WHAT TO DO: Among the entries below, take the line with "Self::format_widget_update(WidgetKind::Popup, payload)" and the line with "known relay message", and output them and every line between them exactly, with nothing else.

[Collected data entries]
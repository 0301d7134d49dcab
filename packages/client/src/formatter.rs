//! Message formatting utilities for client display.

use onair_server::{
    domain::{WidgetKind, WidgetRecord, WidgetState},
    infrastructure::dto::websocket::OutboundMessage,
};
use onair_shared::time::timestamp_to_rfc3339;
use serde_json::Value;

/// Message formatter for client display
pub struct MessageFormatter;

impl MessageFormatter {
    /// Format any relay message for the terminal
    pub fn format(message: &OutboundMessage) -> String {
        match message {
            OutboundMessage::StateSync { payload } => Self::format_state_sync(payload),
            OutboundMessage::TickerUpdate { payload } => {
                Self::format_widget_update(WidgetKind::Ticker, payload)
            }
            OutboundMessage::PopupUpdate { payload } => {
                Self::format_widget_update(WidgetKind::Popup, payload)
            }
            OutboundMessage::BrbUpdate { payload } => {
                Self::format_widget_update(WidgetKind::Brb, payload)
            }
            OutboundMessage::CountdownUpdate { payload } => {
                Self::format_widget_update(WidgetKind::Countdown, payload)
            }
            OutboundMessage::StatsUpdate { payload } => {
                Self::format_widget_update(WidgetKind::Stats, payload)
            }
            OutboundMessage::PopupTrigger { payload } => Self::format_popup_trigger(payload),
            OutboundMessage::Pong { timestamp } => {
                format!("\npong (server time {})\n", timestamp_to_rfc3339(*timestamp))
            }
            OutboundMessage::Ack { widget } => format!("\nack: {}\n", widget),
            OutboundMessage::Error { message } => format!("\nerror: {}\n", message),
        }
    }

    /// Format the full state snapshot, one line per widget
    pub fn format_state_sync(state: &WidgetState) -> String {
        let mut output = String::new();
        output.push_str("\n\n============================================================\n");
        output.push_str("Widget state:\n");
        for kind in WidgetKind::ALL {
            let record = state.record(kind);
            output.push_str(&format!(
                "{:<10} [{}] {}\n",
                kind.as_str(),
                Self::active_label(record),
                Self::compact(record)
            ));
        }
        output.push_str("============================================================\n");
        output
    }

    /// Format a `*_UPDATE` event
    pub fn format_widget_update(kind: WidgetKind, record: &WidgetRecord) -> String {
        format!(
            "\n~ {} [{}] {}\n",
            kind,
            Self::active_label(record),
            Self::compact(record)
        )
    }

    /// Format a `POPUP_TRIGGER` pulse
    pub fn format_popup_trigger(payload: &Value) -> String {
        format!("\n! popup triggered {}\n", payload)
    }

    /// Format a frame that is not a known relay message
    pub fn format_raw_message(text: &str) -> String {
        format!("\n[raw] {}\n", text)
    }

    fn active_label(record: &WidgetRecord) -> &'static str {
        match record.get("active").and_then(Value::as_bool) {
            Some(true) => "on",
            _ => "off",
        }
    }

    fn compact(record: &WidgetRecord) -> String {
        let mut fields = record.as_map().clone();
        fields.remove("active");
        Value::Object(fields).to_string()
    }
}
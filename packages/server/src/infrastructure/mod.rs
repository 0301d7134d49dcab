//! Infrastructure layer: concrete implementations of the domain traits and
//! the wire DTOs.

pub mod dto;
pub mod message_pusher;
pub mod repository;
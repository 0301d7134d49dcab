//! Logging setup shared by the onair binaries.

use tracing_subscriber::{layer::SubscriberExt, util::SubscriberInitExt};

/// Initialize the tracing subscriber with the specified default log level.
///
/// The filter covers the server library, this crate and the calling binary.
/// `RUST_LOG` overrides it entirely.
///
/// # Arguments
///
/// * `binary_name` - The name of the binary (e.g., "onair-server", "onair-client")
/// * `default_log_level` - The default log level (e.g., "debug", "info", "warn", "error")
///
/// # Examples
///
/// ```no_run
/// use onair_shared::logger::setup_logger;
///
/// setup_logger("onair-server", "info");
/// ```
pub fn setup_logger(binary_name: &str, default_log_level: &str) {
    tracing_subscriber::registry()
        .with(
            tracing_subscriber::EnvFilter::try_from_default_env()
                .unwrap_or_else(|_| default_filter(binary_name, default_log_level).into()),
        )
        .with(tracing_subscriber::fmt::layer())
        .init();
}

/// Build the directive string used when `RUST_LOG` is not set.
fn default_filter(binary_name: &str, default_log_level: &str) -> String {
    format!(
        "onair_server={level},{shared}={level},{binary}={level},tower_http={level}",
        level = default_log_level,
        shared = env!("CARGO_PKG_NAME").replace('-', "_"),
        binary = binary_name.replace('-', "_"),
    )
}
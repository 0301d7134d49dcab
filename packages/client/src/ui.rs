//! UI utilities for the client.

use std::io::Write;

/// Redisplay the prompt after receiving a message
pub fn redisplay_prompt(prompt: &str) {
    print!("{}", prompt);
    std::io::stdout().flush().ok();
}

THE COMPLETED TASK:
                Self::format_widget_update(WidgetKind::Popup, payload)
            }
            OutboundMessage::BrbUpdate { payload } => {
                Self::format_widget_update(WidgetKind::Brb, payload)
            }
            OutboundMessage::CountdownUpdate { payload } => {
                Self::format_widget_update(WidgetKind::Countdown, payload)
            }
            OutboundMessage::StatsUpdate { payload } => {
                Self::format_widget_update(WidgetKind::Stats, payload)
            }
            OutboundMessage::PopupTrigger { payload } => Self::format_popup_trigger(payload),
            OutboundMessage::Pong { timestamp } => {
                format!("\npong (server time {})\n", timestamp_to_rfc3339(*timestamp))
            }
            OutboundMessage::Ack { widget } => format!("\nack: {}\n", widget),
            OutboundMessage::Error { message } => format!("\nerror: {}\n", message),
        }
    }

    /// Format the full state snapshot, one line per widget
    pub fn format_state_sync(state: &WidgetState) -> String {
        let mut output = String::new();
        output.push_str("\n\n============================================================\n");
        output.push_str("Widget state:\n");
        for kind in WidgetKind::ALL {
            let record = state.record(kind);
            output.push_str(&format!(
                "{:<10} [{}] {}\n",
                kind.as_str(),
                Self::active_label(record),
                Self::compact(record)
            ));
        }
        output.push_str("============================================================\n");
        output
    }

    /// Format a `*_UPDATE` event
    pub fn format_widget_update(kind: WidgetKind, record: &WidgetRecord) -> String {
        format!(
            "\n~ {} [{}] {}\n",
            kind,
            Self::active_label(record),
            Self::compact(record)
        )
    }

    /// Format a `POPUP_TRIGGER` pulse
    pub fn format_popup_trigger(payload: &Value) -> String {
        format!("\n! popup triggered {}\n", payload)
    }

    /// Format a frame that is not a known relay message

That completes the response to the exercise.